* **What you have to do**: In exact form, please repeat the records from their opening line down to the line with "then literal length", including that line.

START Provided information

//! Namespace patterns
//!
//! A pattern is the key of a level rule. Literal strings are classified once,
//! at construction, into wildcard / prefix / exact variants so that matching
//! and ranking never have to re-inspect the text.

use std::fmt;
use std::hash::{Hash, Hasher};

use regex::Regex;

use crate::errors::{NsLogError, Result};

/// Specificity class, declared in ascending precedence
#[derive(Debug, Clone, Copy, PartialEq, Eq, PartialOrd, Ord, Hash)]
pub enum PatternClass {
    Wildcard,
    Prefix,
    Regex,
    Exact,
}

/// Rank of a matching pattern: class first, then literal length
#[derive(Debug, Clone, Copy, PartialEq, Eq, PartialOrd, Ord, Hash)]
pub struct Specificity {
    pub class: PatternClass,
    pub length: usize,
}

/// A compiled regular-expression pattern, identified by its source text
#[derive(Debug, Clone)]
pub struct RegexPattern {
    regex: Regex,
}

impl RegexPattern {
    /// Compile `source`
    ///
    /// # Errors
    ///
    /// Returns `InvalidPattern` if the expression does not compile.
    pub fn new(source: &str) -> Result<Self> {
        Regex::new(source)
            .map(|regex| Self { regex })
            .map_err(|e| NsLogError::InvalidPattern {
                pattern: source.to_string(),
                reason: e.to_string(),
            })
    }

    /// The expression's source text
    pub fn as_str(&self) -> &str {
        self.regex.as_str()
    }

    /// Unanchored search; anchor the source with `^…$` for full-string matching
    pub fn is_match(&self, namespace: &str) -> bool {
        self.regex.is_match(namespace)
    }
}

impl PartialEq for RegexPattern {
    fn eq(&self, other: &Self) -> bool {
        self.as_str() == other.as_str()
    }
}

impl Eq for RegexPattern {}

impl Hash for RegexPattern {
    fn hash<H: Hasher>(&self, state: &mut H) {
        self.as_str().hash(state);
    }
}

impl From<Regex> for RegexPattern {
    fn from(regex: Regex) -> Self {
        Self { regex }
    }
}

/// Key of a level rule
#[derive(Debug, Clone, PartialEq, Eq, Hash)]
pub enum NamespacePattern {
    /// `*`, matches every namespace
    Wildcard,
    /// `stem*`, matches namespaces starting with `stem` (stored without the `*`)
    Prefix(String),
    /// Matches one namespace exactly
    Exact(String),
    Regex(RegexPattern),
}

impl NamespacePattern {
    /// Classify a literal string pattern
    pub fn literal(pattern: &str) -> Self {
        if pattern == "*" {
            NamespacePattern::Wildcard
        } else if let Some(stem) = pattern.strip_suffix('*') {
            NamespacePattern::Prefix(stem.to_string())
        } else {
            NamespacePattern::Exact(pattern.to_string())
        }
    }

    /// Compile a regular-expression pattern
    ///
    /// # Errors
    ///
    /// Returns `InvalidPattern` if the expression does not compile.
    pub fn regex(source: &str) -> Result<Self> {
        RegexPattern::new(source).map(NamespacePattern::Regex)
    }

    pub fn matches(&self, namespace: &str) -> bool {
        match self {
            NamespacePattern::Wildcard => true,
            NamespacePattern::Prefix(stem) => namespace.starts_with(stem.as_str()),
            NamespacePattern::Exact(name) => namespace == name,
            NamespacePattern::Regex(re) => re.is_match(namespace),
        }
    }

    pub fn class(&self) -> PatternClass {
        match self {
            NamespacePattern::Wildcard => PatternClass::Wildcard,
            NamespacePattern::Prefix(_) => PatternClass::Prefix,
            NamespacePattern::Regex(_) => PatternClass::Regex,
            NamespacePattern::Exact(_) => PatternClass::Exact,
        }
    }

    /// Ranking used when several rules match the same namespace
    ///
    /// Length is the literal length for prefix and exact patterns (the
    /// trailing `*` excluded) and the source length for regex patterns.
    pub fn specificity(&self) -> Specificity {
        let length = match self {
            NamespacePattern::Wildcard => 0,
            NamespacePattern::Prefix(stem) => stem.chars().count(),
            NamespacePattern::Exact(name) => name.chars().count(),
            NamespacePattern::Regex(re) => re.as_str().chars().count(),
        };
        Specificity {
            class: self.class(),
            length,
        }
    }
}

impl fmt::Display for NamespacePattern {
    /// Literal patterns print as written; regex patterns print as `/source/`
    fn fmt(&self, f: &mut fmt::Formatter<'_>) -> fmt::Result {
        match self {
            NamespacePattern::Wildcard => f.write_str("*"),
            NamespacePattern::Prefix(stem) => write!(f, "{}*", stem),
            NamespacePattern::Exact(name) => f.write_str(name),
            NamespacePattern::Regex(re) => write!(f, "/{}/", re.as_str()),
        }
    }
}

impl From<&str> for NamespacePattern {
    fn from(pattern: &str) -> Self {
        NamespacePattern::literal(pattern)
    }
}

impl From<String> for NamespacePattern {
    fn from(pattern: String) -> Self {
        NamespacePattern::literal(&pattern)
    }
}

impl From<&String> for NamespacePattern {
    fn from(pattern: &String) -> Self {
        NamespacePattern::literal(pattern)
    }
}

impl From<Regex> for NamespacePattern {
    fn from(regex: Regex) -> Self {
        NamespacePattern::Regex(regex.into())
    }
}

impl From<RegexPattern> for NamespacePattern {
    fn from(regex: RegexPattern) -> Self {
        NamespacePattern::Regex(regex)
    }
}

#[cfg(test)]
mod tests {
    use super::*;

    #[test]
    fn test_literal_classification() {
        assert_eq!(NamespacePattern::literal("*"), NamespacePattern::Wildcard);
        assert_eq!(
            NamespacePattern::literal("app:*"),
            NamespacePattern::Prefix("app:".to_string())
        );
        assert_eq!(
            NamespacePattern::literal("app:db"),
            NamespacePattern::Exact("app:db".to_string())
        );
        // Only a trailing star is special
        assert_eq!(
            NamespacePattern::literal("*:db"),
            NamespacePattern::Exact("*:db".to_string())
        );
    }

    #[test]
    fn test_double_star_is_a_prefix_of_star() {
        let pattern = NamespacePattern::literal("**");
        assert_eq!(pattern, NamespacePattern::Prefix("*".to_string()));
        assert!(pattern.matches("*anything"));
        assert!(!pattern.matches("anything"));
    }

    #[test]
    fn test_matching() {
        assert!(NamespacePattern::Wildcard.matches(""));
        assert!(NamespacePattern::literal("app:*").matches("app:"));
        assert!(NamespacePattern::literal("app:*").matches("app:test"));
        assert!(!NamespacePattern::literal("app:*").matches("ap"));
        assert!(NamespacePattern::literal("test").matches("test"));
        assert!(!NamespacePattern::literal("test").matches("test:1"));
    }

    #[test]
    fn test_regex_is_unanchored_search() {
        let pattern = NamespacePattern::regex(r"test:\d+").unwrap();
        assert!(pattern.matches("test:123"));
        assert!(pattern.matches("x-test:1-y"));
        let anchored = NamespacePattern::regex(r"^test:\d+$").unwrap();
        assert!(!anchored.matches("x-test:1-y"));
    }

    #[test]
    fn test_invalid_regex_is_rejected() {
        let err = NamespacePattern::regex("app:(").unwrap_err();
        assert!(matches!(err, NsLogError::InvalidPattern { ref pattern, .. } if pattern == "app:("));
    }

    #[test]
    fn test_specificity_ordering() {
        let wildcard = NamespacePattern::Wildcard.specificity();
        let prefix = NamespacePattern::literal("app:*").specificity();
        let regex = NamespacePattern::regex("a").unwrap().specificity();
        let exact = NamespacePattern::literal("a").specificity();

        assert!(wildcard < prefix);
        assert!(prefix < regex);
        assert!(regex < exact);
        assert_eq!(prefix.length, 4);
    }

    #[test]
    fn test_regex_keys_by_source() {
        let a = NamespacePattern::regex("app:.*").unwrap();
        let b = NamespacePattern::regex("app:.*").unwrap();
        assert_eq!(a, b);
        // Same text, different variant
        assert_ne!(NamespacePattern::literal("app:*"), NamespacePattern::regex("app:*").unwrap());
    }

    #[test]
    fn test_display_round_trips_literals() {
        for text in ["*", "app:*", "app:db"] {
            assert_eq!(NamespacePattern::literal(text).to_string(), text);
        }
        assert_eq!(NamespacePattern::regex("x+").unwrap().to_string(), "/x+/");
    }
}
//! Module lifecycle subsystem.
//!
//! - [`Module`]: the lifecycle and identity contract modules implement
//! - [`ModuleManager`]: registry, registration, and sequential startup
//! - [`ModuleCatalog`]: configuration-selected loading of linked-in modules
//! - [`ModuleOptions`]: the dependency bag injected at initialization

mod catalog;
mod contract;
mod manager;
mod options;

pub use catalog::{ModuleCatalog, ModuleConstructor};
pub use contract::{
    Module, RouteContributor, RouteRegistrar, ServiceContributor, ServiceRegistrar,
};
pub use manager::ModuleManager;
pub use options::{Cache, ModuleOptions, Storage};
//! Topic-based publish/subscribe event bus.
//!
//! The bus is the only way modules talk to each other: publishers and
//! subscribers never hold references to one another, only to the bus.
//!
//! Delivery rules:
//!   - **At-most-once, best-effort**: no acknowledgment, no retry, and no
//!     failure signal back to the publisher.
//!   - **Per-subscriber FIFO**: each subscriber observes events for its topic
//!     in arrival order; there is no ordering across subscribers or topics.
//!   - **Cancellable**: a delivery attempt blocked on a full queue races the
//!     publisher's cancellation token and silently drops when it fires.

use async_trait::async_trait;
use futures::future::BoxFuture;
use std::sync::Arc;
use tokio_util::sync::CancellationToken;

use crate::types::{Result, SubscriberId};

mod event;
mod memory;

pub use event::{Event, SPEC_VERSION};
pub use memory::MemoryEventBus;

/// Handler invoked by a subscriber's dispatch task, one event at a time.
///
/// The token is the one supplied to the `publish` call that produced the
/// event, so handlers can observe publisher-side cancellation.
pub type EventHandler =
    Arc<dyn Fn(CancellationToken, Event) -> BoxFuture<'static, ()> + Send + Sync>;

/// Options attached to a subscription, used for dispatch-task log context.
#[derive(Debug, Clone, Default)]
pub struct SubscriptionOptions {
    pub group: Option<String>,
    pub name: Option<String>,
}

impl SubscriptionOptions {
    pub fn new() -> Self {
        Self::default()
    }

    /// Consumer group label.
    pub fn with_group(mut self, group: impl Into<String>) -> Self {
        self.group = Some(group.into());
        self
    }

    /// Consumer name label.
    pub fn with_name(mut self, name: impl Into<String>) -> Self {
        self.name = Some(name.into());
        self
    }
}

/// Publish/subscribe contract implemented by bus backends.
///
/// The in-memory backend is [`MemoryEventBus`]; networked backends are an
/// external concern and plug in behind this same trait.
#[async_trait]
pub trait EventBus: Send + Sync + std::fmt::Debug {
    /// Publish an event to all subscribers of `topic`.
    ///
    /// Returns as soon as delivery attempts are dispatched; it never waits
    /// for handlers. Publishing to a topic with no subscribers is a no-op.
    async fn publish(&self, cancel: &CancellationToken, topic: &str, event: Event) -> Result<()>;

    /// Register a handler for `topic` and start its dispatch task.
    async fn subscribe(
        &self,
        topic: &str,
        handler: EventHandler,
        opts: SubscriptionOptions,
    ) -> Result<SubscriberId>;

    /// Close the bus. Terminal: a closed bus rejects everything, including
    /// a second close.
    async fn close(&self) -> Result<()>;
}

END Provided information

* **Your response**:
//! Namespace patterns
//!
//! A pattern is the key of a level rule. Literal strings are classified once,
//! at construction, into wildcard / prefix / exact variants so that matching
//! and ranking never have to re-inspect the text.

use std::fmt;
use std::hash::{Hash, Hasher};

use regex::Regex;

use crate::errors::{NsLogError, Result};

/// Specificity class, declared in ascending precedence
#[derive(Debug, Clone, Copy, PartialEq, Eq, PartialOrd, Ord, Hash)]
pub enum PatternClass {
    Wildcard,
    Prefix,
    Regex,
    Exact,
}

/// Rank of a matching pattern: class first, then literal length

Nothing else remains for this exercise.